_WORK ORDER_:
Only an exact repetition of every entry counts as the answer.

───

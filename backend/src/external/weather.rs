//! Historical weather archive client
//!
//! Integrates with the Open-Meteo archive API for daily means of
//! temperature, precipitation and wind over a date range.

use std::time::Duration;

use async_trait::async_trait;
use chrono::NaiveDate;
use reqwest::Client;
use serde::Deserialize;
use shared::{DailyWeather, DateRange, GpsCoordinates};

use crate::config::WeatherConfig;
use crate::error::{AppError, AppResult};

/// Daily variables requested from the archive, in response order
pub const DAILY_VARIABLES: &str = "temperature_2m_mean,precipitation_sum,wind_speed_10m_mean";

/// Source of daily weather series
#[async_trait]
pub trait WeatherSource: Send + Sync {
    /// Daily series covering `range` inclusive, one entry per day
    async fn daily_series(
        &self,
        location: GpsCoordinates,
        range: DateRange,
    ) -> AppResult<Vec<DailyWeather>>;
}

/// Open-Meteo archive API client
#[derive(Clone)]
pub struct OpenMeteoArchiveClient {
    client: Client,
    base_url: String,
}

/// Archive API response
#[derive(Debug, Deserialize)]
pub struct ArchiveResponse {
    pub daily: Option<ArchiveDaily>,
}

/// Parallel daily arrays; `null` entries are kept so they can be rejected
#[derive(Debug, Deserialize)]
pub struct ArchiveDaily {
    pub time: Option<Vec<String>>,
    pub temperature_2m_mean: Option<Vec<Option<f64>>>,
    pub precipitation_sum: Option<Vec<Option<f64>>>,
    pub wind_speed_10m_mean: Option<Vec<Option<f64>>>,
}

impl OpenMeteoArchiveClient {
    /// Create a new archive client with a bounded per-request timeout
    pub fn new(config: &WeatherConfig) -> AppResult<Self> {
        let client = Client::builder()
            .timeout(Duration::from_secs(config.timeout_secs))
            .build()
            .map_err(|e| AppError::Configuration(format!("HTTP client: {}", e)))?;

        Ok(Self {
            client,
            base_url: config.archive_url.clone(),
        })
    }

    fn request_url(&self, location: GpsCoordinates, range: DateRange) -> String {
        format!(
            "{}?latitude={:.6}&longitude={:.6}&start_date={}&end_date={}&daily={}&timezone=auto",
            self.base_url,
            location.latitude,
            location.longitude,
            range.start.format("%Y-%m-%d"),
            range.end.format("%Y-%m-%d"),
            DAILY_VARIABLES
        )
    }
}

#[async_trait]
impl WeatherSource for OpenMeteoArchiveClient {
    async fn daily_series(
        &self,
        location: GpsCoordinates,
        range: DateRange,
    ) -> AppResult<Vec<DailyWeather>> {
        let url = self.request_url(location, range);

        let response = self
            .client
            .get(&url)
            .send()
            .await
            .map_err(|e| AppError::WeatherUnavailable(format!("Request failed: {}", e)))?;

        if !response.status().is_success() {
            let status = response.status();
            let body = response.text().await.unwrap_or_default();
            return Err(AppError::WeatherUnavailable(format!(
                "Archive returned {}: {}",
                status, body
            )));
        }

        let data: ArchiveResponse = response.json().await.map_err(|e| {
            AppError::WeatherUnavailable(format!("Failed to parse archive response: {}", e))
        })?;

        parse_daily_series(data)
    }
}

/// Turn an archive response into a complete daily series.
///
/// Missing arrays, `null` values, unparseable dates and arrays of unequal
/// length are all rejected.
pub fn parse_daily_series(data: ArchiveResponse) -> AppResult<Vec<DailyWeather>> {
    let daily = data
        .daily
        .ok_or_else(|| AppError::WeatherUnavailable("Response has no daily block".to_string()))?;

    let missing = |name: &str| AppError::WeatherUnavailable(format!("Missing daily array {}", name));
    let time = daily.time.ok_or_else(|| missing("time"))?;
    let temperature = daily
        .temperature_2m_mean
        .ok_or_else(|| missing("temperature_2m_mean"))?;
    let precipitation = daily
        .precipitation_sum
        .ok_or_else(|| missing("precipitation_sum"))?;
    let wind = daily
        .wind_speed_10m_mean
        .ok_or_else(|| missing("wind_speed_10m_mean"))?;

    let days = time.len();
    if temperature.len() != days || precipitation.len() != days || wind.len() != days {
        return Err(AppError::WeatherUnavailable(format!(
            "Daily arrays differ in length (time {}, temperature {}, precipitation {}, wind {})",
            days,
            temperature.len(),
            precipitation.len(),
            wind.len()
        )));
    }

    time.iter()
        .zip(temperature)
        .zip(precipitation)
        .zip(wind)
        .map(|(((day, t), p), w)| {
            let date = NaiveDate::parse_from_str(day, "%Y-%m-%d").map_err(|_| {
                AppError::WeatherUnavailable(format!("Unparseable archive date {}", day))
            })?;
            match (t, p, w) {
                (Some(t), Some(p), Some(w)) => Ok(DailyWeather {
                    date,
                    temperature_mean: t,
                    precipitation_sum: p,
                    wind_speed_mean: w,
                }),
                _ => Err(AppError::WeatherUnavailable(format!(
                    "Null value in archive data for {}",
                    day
                ))),
            }
        })
        .collect()
}

#[cfg(test)]
mod tests {
    use super::*;

    fn response(json: &str) -> ArchiveResponse {
        serde_json::from_str(json).unwrap()
    }

    #[test]
    fn test_parse_complete_series() {
        let data = response(
            r#"{"daily": {
                "time": ["2022-07-14", "2022-07-15"],
                "temperature_2m_mean": [18.5, 20.1],
                "precipitation_sum": [0.0, 3.2],
                "wind_speed_10m_mean": [10.4, 12.0]
            }}"#,
        );

        let series = parse_daily_series(data).unwrap();
        assert_eq!(series.len(), 2);
        assert_eq!(series[1].date, NaiveDate::from_ymd_opt(2022, 7, 15).unwrap());
        assert_eq!(series[1].precipitation_sum, 3.2);
    }

    #[test]
    fn test_null_value_is_rejected() {
        let data = response(
            r#"{"daily": {
                "time": ["2022-07-14"],
                "temperature_2m_mean": [null],
                "precipitation_sum": [0.0],
                "wind_speed_10m_mean": [10.4]
            }}"#,
        );
        assert!(matches!(
            parse_daily_series(data),
            Err(AppError::WeatherUnavailable(_))
        ));
    }

    #[test]
    fn test_missing_array_is_rejected() {
        let data = response(
            r#"{"daily": {
                "time": ["2022-07-14"],
                "temperature_2m_mean": [18.0],
                "wind_speed_10m_mean": [10.4]
            }}"#,
        );
        assert!(parse_daily_series(data).is_err());
    }

    #[test]
    fn test_length_mismatch_is_rejected() {
        let data = response(
            r#"{"daily": {
                "time": ["2022-07-14", "2022-07-15"],
                "temperature_2m_mean": [18.0, 19.0],
                "precipitation_sum": [0.0],
                "wind_speed_10m_mean": [10.4, 9.0]
            }}"#,
        );
        assert!(parse_daily_series(data).is_err());
    }

    #[test]
    fn test_missing_daily_block() {
        let data = response(r#"{"error": true, "reason": "out of range"}"#);
        assert!(parse_daily_series(data).is_err());
    }

    #[test]
    fn test_request_url() {
        let config = WeatherConfig {
            archive_url: "https://archive.example/v1/archive".to_string(),
            timeout_secs: 20,
            request_delay_ms: 0,
        };
        let client = OpenMeteoArchiveClient::new(&config).unwrap();
        let range = DateRange::new(
            NaiveDate::from_ymd_opt(2022, 7, 9).unwrap(),
            NaiveDate::from_ymd_opt(2022, 7, 15).unwrap(),
        );
        let url = client.request_url(GpsCoordinates::new(61.09, 24.95), range);

        assert!(url.starts_with("https://archive.example/v1/archive?latitude=61.090000"));
        assert!(url.contains("start_date=2022-07-09&end_date=2022-07-15"));
        assert!(url.contains("daily=temperature_2m_mean,precipitation_sum,wind_speed_10m_mean"));
        assert!(url.ends_with("timezone=auto"));
    }
}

───

_WORKED SOLUTION_:
filename backend/src/external/weather.rs
//! Historical weather archive client
//!
//! Integrates with the Open-Meteo archive API for daily means of
//! temperature, precipitation and wind over a date range.

use std::time::Duration;

use async_trait::async_trait;
use chrono::NaiveDate;
use reqwest::Client;
use serde::Deserialize;
use shared::{DailyWeather, DateRange, GpsCoordinates};

use crate::config::WeatherConfig;
use crate::error::{AppError, AppResult};

/// Daily variables requested from the archive, in response order
pub const DAILY_VARIABLES: &str = "temperature_2m_mean,precipitation_sum,wind_speed_10m_mean";

/// Source of daily weather series
#[async_trait]
pub trait WeatherSource: Send + Sync {
    /// Daily series covering `range` inclusive, one entry per day
    async fn daily_series(
        &self,
        location: GpsCoordinates,
        range: DateRange,
    ) -> AppResult<Vec<DailyWeather>>;
}

/// Open-Meteo archive API client
#[derive(Clone)]
pub struct OpenMeteoArchiveClient {
    client: Client,
    base_url: String,
}

/// Archive API response
#[derive(Debug, Deserialize)]
pub struct ArchiveResponse {
    pub daily: Option<ArchiveDaily>,
}

/// Parallel daily arrays; `null` entries are kept so they can be rejected
#[derive(Debug, Deserialize)]
pub struct ArchiveDaily {
    pub time: Option<Vec<String>>,
    pub temperature_2m_mean: Option<Vec<Option<f64>>>,
    pub precipitation_sum: Option<Vec<Option<f64>>>,
    pub wind_speed_10m_mean: Option<Vec<Option<f64>>>,
}

impl OpenMeteoArchiveClient {
    /// Create a new archive client with a bounded per-request timeout
    pub fn new(config: &WeatherConfig) -> AppResult<Self> {
        let client = Client::builder()
            .timeout(Duration::from_secs(config.timeout_secs))
            .build()
            .map_err(|e| AppError::Configuration(format!("HTTP client: {}", e)))?;

        Ok(Self {
            client,
            base_url: config.archive_url.clone(),
        })
    }

    fn request_url(&self, location: GpsCoordinates, range: DateRange) -> String {
        format!(
            "{}?latitude={:.6}&longitude={:.6}&start_date={}&end_date={}&daily={}&timezone=auto",
            self.base_url,
            location.latitude,
            location.longitude,
            range.start.format("%Y-%m-%d"),
            range.end.format("%Y-%m-%d"),
            DAILY_VARIABLES
        )
    }
}

#[async_trait]
impl WeatherSource for OpenMeteoArchiveClient {
    async fn daily_series(
        &self,
        location: GpsCoordinates,
        range: DateRange,
    ) -> AppResult<Vec<DailyWeather>> {
        let url = self.request_url(location, range);

        let response = self
            .client
            .get(&url)
            .send()
            .await
            .map_err(|e| AppError::WeatherUnavailable(format!("Request failed: {}", e)))?;

        if !response.status().is_success() {
            let status = response.status();
            let body = response.text().await.unwrap_or_default();
            return Err(AppError::WeatherUnavailable(format!(
                "Archive returned {}: {}",
                status, body
            )));
        }

        let data: ArchiveResponse = response.json().await.map_err(|e| {
            AppError::WeatherUnavailable(format!("Failed to parse archive response: {}", e))
        })?;

        parse_daily_series(data)
    }
}

/// Turn an archive response into a complete daily series.
///
/// Missing arrays, `null` values, unparseable dates and arrays of unequal
/// length are all rejected.
pub fn parse_daily_series(data: ArchiveResponse) -> AppResult<Vec<DailyWeather>> {
    let daily = data
        .daily
        .ok_or_else(|| AppError::WeatherUnavailable("Response has no daily block".to_string()))?;

    let missing = |name: &str| AppError::WeatherUnavailable(format!("Missing daily array {}", name));
    let time = daily.time.ok_or_else(|| missing("time"))?;
    let temperature = daily
        .temperature_2m_mean
        .ok_or_else(|| missing("temperature_2m_mean"))?;
    let precipitation = daily
        .precipitation_sum
        .ok_or_else(|| missing("precipitation_sum"))?;
    let wind = daily
        .wind_speed_10m_mean
        .ok_or_else(|| missing("wind_speed_10m_mean"))?;

    let days = time.len();
    if temperature.len() != days || precipitation.len() != days || wind.len() != days {
        return Err(AppError::WeatherUnavailable(format!(
            "Daily arrays differ in length (time {}, temperature {}, precipitation {}, wind {})",
            days,
            temperature.len(),
            precipitation.len(),
            wind.len()
        )));
    }

    time.iter()
        .zip(temperature)
        .zip(precipitation)
        .zip(wind)
        .map(|(((day, t), p), w)| {
            let date = NaiveDate::parse_from_str(day, "%Y-%m-%d").map_err(|_| {
                AppError::WeatherUnavailable(format!("Unparseable archive date {}", day))
            })?;
            match (t, p, w) {
                (Some(t), Some(p), Some(w)) => Ok(DailyWeather {
                    date,
                    temperature_mean: t,
                    precipitation_sum: p,
                    wind_speed_mean: w,
                }),
                _ => Err(AppError::WeatherUnavailable(format!(
                    "Null value in archive data for {}",
                    day
                ))),
            }
        })
        .collect()
}

#[cfg(test)]
mod tests {
    use super::*;

    fn response(json: &str) -> ArchiveResponse {
        serde_json::from_str(json).unwrap()
    }

    #[test]
    fn test_parse_complete_series() {
        let data = response(
            r#"{"daily": {
                "time": ["2022-07-14", "2022-07-15"],
                "temperature_2m_mean": [18.5, 20.1],
                "precipitation_sum": [0.0, 3.2],
                "wind_speed_10m_mean": [10.4, 12.0]
            }}"#,
        );

        let series = parse_daily_series(data).unwrap();
        assert_eq!(series.len(), 2);
        assert_eq!(series[1].date, NaiveDate::from_ymd_opt(2022, 7, 15).unwrap());
        assert_eq!(series[1].precipitation_sum, 3.2);
    }

    #[test]
    fn test_null_value_is_rejected() {
        let data = response(
            r#"{"daily": {
                "time": ["2022-07-14"],
                "temperature_2m_mean": [null],
                "precipitation_sum": [0.0],
                "wind_speed_10m_mean": [10.4]
            }}"#,
        );
        assert!(matches!(
            parse_daily_series(data),
            Err(AppError::WeatherUnavailable(_))
        ));
    }

    #[test]
    fn test_missing_array_is_rejected() {
        let data = response(
            r#"{"daily": {
                "time": ["2022-07-14"],
                "temperature_2m_mean": [18.0],
                "wind_speed_10m_mean": [10.4]
            }}"#,
        );
        assert!(parse_daily_series(data).is_err());
    }

    #[test]
    fn test_length_mismatch_is_rejected() {
        let data = response(
            r#"{"daily": {
                "time": ["2022-07-14", "2022-07-15"],
                "temperature_2m_mean": [18.0, 19.0],
                "precipitation_sum": [0.0],
                "wind_speed_10m_mean": [10.4, 9.0]
            }}"#,
        );
        assert!(parse_daily_series(data).is_err());
    }

    #[test]
    fn test_missing_daily_block() {
        let data = response(r#"{"error": true, "reason": "out of range"}"#);
        assert!(parse_daily_series(data).is_err());
    }

    #[test]
    fn test_request_url() {
        let config = WeatherConfig {
            archive_url: "https://archive.example/v1/archive".to_string(),
            timeout_secs: 20,
            request_delay_ms: 0,
        };
        let client = OpenMeteoArchiveClient::new(&config).unwrap();
        let range = DateRange::new(
            NaiveDate::from_ymd_opt(2022, 7, 9).unwrap(),
            NaiveDate::from_ymd_opt(2022, 7, 15).unwrap(),
        );
        let url = client.request_url(GpsCoordinates::new(61.09, 24.95), range);

        assert!(url.starts_with("https://archive.example/v1/archive?latitude=61.090000"));
        assert!(url.contains("start_date=2022-07-09&end_date=2022-07-15"));
        assert!(url.contains("daily=temperature_2m_mean,precipitation_sum,wind_speed_10m_mean"));
        assert!(url.ends_with("timezone=auto"));
    }
}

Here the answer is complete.